O Peso do Custo Brasil nas Micro e Pequenas Empresas
As micro e pequenas empresas (MPEs) são as que mais sofrem. Exigências de garantias reais complexas (como bens e aplicações) e processos lentos sufocam quem quer inovar. Como bem pontua o presidente da CNI, Ricardo Alban, essa burocracia alimenta o Custo Brasil, drenando a capacidade de investimento e encarecendo o que o brasileiro consome.
“Devemos enfrentar as amarras estruturais que encarecem a produção no país.

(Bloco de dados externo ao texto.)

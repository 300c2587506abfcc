use std::collections::BTreeMap;
use std::path::Path;

use anyhow::{Context, Result, ensure};
use serde::Deserialize;

use crate::buffer::PixelBuffer;
use crate::processing::blur::MAX_BLUR_SIGMA;

/// Complete parameter set for one render.
///
/// Percent values are neutral at 100 (brightness, contrast, saturation) or 0
/// (grayscale, sepia, invert). Use [`FilterParameters::normalized`] to clamp
/// values into their documented ranges.
#[derive(Debug, Clone, Copy, PartialEq, Deserialize)]
#[serde(rename_all = "kebab-case", default)]
pub struct FilterParameters {
    pub brightness: f32,
    pub contrast: f32,
    pub saturation: f32,
    /// Degrees. Any angle is accepted and wrapped into -180..180.
    pub hue: f32,
    pub grayscale: f32,
    pub sepia: f32,
    pub invert: f32,
    /// Gaussian sigma in pixels, at most `MAX_BLUR_SIGMA`.
    pub blur: f32,
    pub pixelate: u32,
    pub edge_detect: bool,
    pub post_kernel: PostKernel,
    /// Bypass every stage and show the source as loaded.
    pub show_original: bool,
}

impl Default for FilterParameters {
    fn default() -> Self {
        Self {
            brightness: 100.0,
            contrast: 100.0,
            saturation: 100.0,
            hue: 0.0,
            grayscale: 0.0,
            sepia: 0.0,
            invert: 0.0,
            blur: 0.0,
            pixelate: 1,
            edge_detect: false,
            post_kernel: PostKernel::None,
            show_original: false,
        }
    }
}

impl FilterParameters {
    /// Clamp every field into its documented range. Non-finite values fall
    /// back to the neutral default.
    #[must_use]
    pub fn normalized(&self) -> Self {
        let neutral = Self::default();
        Self {
            brightness: non_negative(self.brightness, neutral.brightness),
            contrast: non_negative(self.contrast, neutral.contrast),
            saturation: non_negative(self.saturation, neutral.saturation),
            hue: wrap_degrees(finite_or(self.hue, neutral.hue)),
            grayscale: percent(self.grayscale),
            sepia: percent(self.sepia),
            invert: percent(self.invert),
            blur: non_negative(self.blur, neutral.blur).min(MAX_BLUR_SIGMA),
            pixelate: self.pixelate.max(1),
            ..*self
        }
    }

    /// Whether every tone stage sits at its neutral value.
    #[must_use]
    pub fn is_tone_identity(&self) -> bool {
        self.brightness == 100.0
            && self.contrast == 100.0
            && self.saturation == 100.0
            && self.hue.rem_euclid(360.0) == 0.0
            && self.grayscale == 0.0
            && self.sepia == 0.0
            && self.invert == 0.0
            && self.blur <= 0.0
    }

    /// Apply a partial update and re-clamp.
    #[must_use]
    pub fn updated(&self, update: &FilterUpdate) -> Self {
        let mut next = *self;
        update.apply_to(&mut next);
        next.normalized()
    }
}

fn finite_or(value: f32, fallback: f32) -> f32 {
    if value.is_finite() { value } else { fallback }
}

fn non_negative(value: f32, fallback: f32) -> f32 {
    finite_or(value, fallback).max(0.0)
}

fn wrap_degrees(value: f32) -> f32 {
    (value + 180.0).rem_euclid(360.0) - 180.0
}

fn percent(value: f32) -> f32 {
    finite_or(value, 0.0).clamp(0.0, 100.0)
}

/// Partial parameter update; absent fields keep their current value.
#[derive(Debug, Clone, Default, PartialEq, Deserialize)]
#[serde(rename_all = "kebab-case", default, deny_unknown_fields)]
pub struct FilterUpdate {
    pub brightness: Option<f32>,
    pub contrast: Option<f32>,
    pub saturation: Option<f32>,
    pub hue: Option<f32>,
    pub grayscale: Option<f32>,
    pub sepia: Option<f32>,
    pub invert: Option<f32>,
    pub blur: Option<f32>,
    /// Floored and raised to at least 1.
    pub pixelate: Option<f32>,
    pub edge_detect: Option<bool>,
    pub post_kernel: Option<PostKernel>,
    pub show_original: Option<bool>,
}

impl FilterUpdate {
    pub fn apply_to(&self, params: &mut FilterParameters) {
        macro_rules! assign {
            ($($field:ident),*) => {
                $(if let Some(value) = self.$field {
                    params.$field = value;
                })*
            };
        }
        assign!(
            brightness,
            contrast,
            saturation,
            hue,
            grayscale,
            sepia,
            invert,
            blur,
            edge_detect,
            post_kernel,
            show_original
        );
        if let Some(factor) = self.pixelate {
            params.pixelate = pixelate_factor(factor);
        }
    }

    /// Layer `other` on top of `self`; fields present in `other` win.
    #[must_use]
    pub fn merged(&self, other: &FilterUpdate) -> Self {
        Self {
            brightness: other.brightness.or(self.brightness),
            contrast: other.contrast.or(self.contrast),
            saturation: other.saturation.or(self.saturation),
            hue: other.hue.or(self.hue),
            grayscale: other.grayscale.or(self.grayscale),
            sepia: other.sepia.or(self.sepia),
            invert: other.invert.or(self.invert),
            blur: other.blur.or(self.blur),
            pixelate: other.pixelate.or(self.pixelate),
            edge_detect: other.edge_detect.or(self.edge_detect),
            post_kernel: other.post_kernel.or(self.post_kernel),
            show_original: other.show_original.or(self.show_original),
        }
    }

    #[must_use]
    pub fn is_empty(&self) -> bool {
        *self == Self::default()
    }
}

fn pixelate_factor(raw: f32) -> u32 {
    if !raw.is_finite() {
        return 1;
    }
    raw.floor().clamp(1.0, u32::MAX as f32) as u32
}

#[derive(Debug, Clone, Copy, Default, PartialEq, Eq, Deserialize)]
#[serde(rename_all = "kebab-case")]
pub enum PostKernel {
    #[default]
    None,
    Sharpen,
    Blur,
    Emboss,
}

/// How convolution and edge detection fill the outermost 1-pixel ring,
/// which the 3x3 loops never compute.
#[derive(Debug, Clone, Copy, Default, PartialEq, Eq, Deserialize)]
#[serde(rename_all = "kebab-case")]
pub enum EdgePolicy {
    /// Ring pixels keep the stage input's value.
    #[default]
    CopyThrough,
    /// Ring pixels are cleared to transparent black.
    Transparent,
}

impl EdgePolicy {
    /// Output raster seeded with the ring already filled.
    pub(crate) fn prepare(self, input: &PixelBuffer) -> PixelBuffer {
        let mut out = input.clone();
        if self == Self::Transparent {
            let (width, height) = out.dimensions();
            for (x, y, pixel) in out.as_image_mut().enumerate_pixels_mut() {
                if x == 0 || y == 0 || x + 1 == width || y + 1 == height {
                    pixel.0 = [0, 0, 0, 0];
                }
            }
        }
        out
    }
}

/// Display request for the preview scaler.
#[derive(Debug, Clone, Copy, PartialEq, Deserialize)]
#[serde(rename_all = "kebab-case", default)]
pub struct PreviewOptions {
    pub zoom: f32,
    pub device_pixel_ratio: f32,
    pub fit_to_width: bool,
    /// CSS-pixel width available for display; 0 disables fitting.
    pub target_display_width: u32,
    /// Upper bound on either backing-store dimension.
    pub max_dimension: u32,
}

impl Default for PreviewOptions {
    fn default() -> Self {
        Self {
            zoom: 1.0,
            device_pixel_ratio: 1.0,
            fit_to_width: true,
            target_display_width: 1280,
            max_dimension: 8192,
        }
    }
}

#[derive(Debug, Clone, Deserialize)]
#[serde(rename_all = "kebab-case", default)]
pub struct Configuration {
    /// Parameters applied on top of the neutral defaults.
    pub filters: FilterUpdate,
    /// Named parameter sets selectable at runtime.
    pub presets: BTreeMap<String, FilterUpdate>,
    /// Maximum number of retained history snapshots.
    pub history_limit: usize,
    /// Fill rule for the ring convolution/edge detection never computes.
    pub edge_policy: EdgePolicy,
    pub preview: PreviewOptions,
    /// Capacity of the command and render channels.
    pub render_queue_depth: usize,
}

impl Configuration {
    pub fn from_yaml_file(path: impl AsRef<Path>) -> Result<Self> {
        let path = path.as_ref();
        let s = std::fs::read_to_string(path)
            .with_context(|| format!("failed to read {}", path.display()))?;
        Ok(serde_yaml::from_str(&s)?)
    }

    /// Validate runtime invariants that cannot be expressed via serde defaults alone.
    pub fn validated(self) -> Result<Self> {
        ensure!(
            self.history_limit > 0,
            "history-limit must be greater than zero"
        );
        ensure!(
            self.render_queue_depth > 0,
            "render-queue-depth must be greater than zero"
        );
        ensure!(
            self.preview.zoom.is_finite() && self.preview.zoom > 0.0,
            "preview.zoom must be positive"
        );
        ensure!(
            self.preview.device_pixel_ratio.is_finite() && self.preview.device_pixel_ratio > 0.0,
            "preview.device-pixel-ratio must be positive"
        );
        ensure!(
            self.preview.max_dimension > 0,
            "preview.max-dimension must be greater than zero"
        );
        for name in self.presets.keys() {
            ensure!(!name.trim().is_empty(), "preset names must not be blank");
        }
        Ok(self)
    }

    /// Look up a preset by name.
    pub fn preset(&self, name: &str) -> Result<&FilterUpdate> {
        self.presets.get(name).with_context(|| {
            let known: Vec<&str> = self.presets.keys().map(String::as_str).collect();
            format!(
                "unknown preset '{}', expected one of: {}",
                name,
                known.join(", ")
            )
        })
    }

    /// The configured base parameters, clamped.
    pub fn initial_parameters(&self) -> FilterParameters {
        FilterParameters::default().updated(&self.filters)
    }
}

impl Default for Configuration {
    fn default() -> Self {
        Self {
            filters: FilterUpdate::default(),
            presets: BTreeMap::new(),
            history_limit: crate::history::DEFAULT_HISTORY_LIMIT,
            edge_policy: EdgePolicy::default(),
            preview: PreviewOptions::default(),
            render_queue_depth: 16,
        }
    }
}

O Custo Brasil drena a capacidade de investimento das empresas.” – Ricardo Alban, presidente da CNI.
O Diagnóstico dos Industriais
Pesquisa da CNI revela que 36% dos empresários industriais veem a burocracia como o principal obstáculo para acessar incentivos à inovação. O problema é ainda mais crítico no Nordeste (48%) se comparado ao Sudeste (32%). Além disso, impressionantes 42% dos industriais sequer tentaram acessar esses instrumentos públicos.
Entre os principais entraves apontados estão:
- Tempo de espera: O intervalo entre a aprovação e a liberação da verba pode chegar a 18 meses — uma eternidade para o ritmo tecnológico atual.
- Limitações da Lei do Bem: Por estar atrelada ao regime de Lucro Real, o mecanismo exclui mais de 90% das indústrias brasileiras.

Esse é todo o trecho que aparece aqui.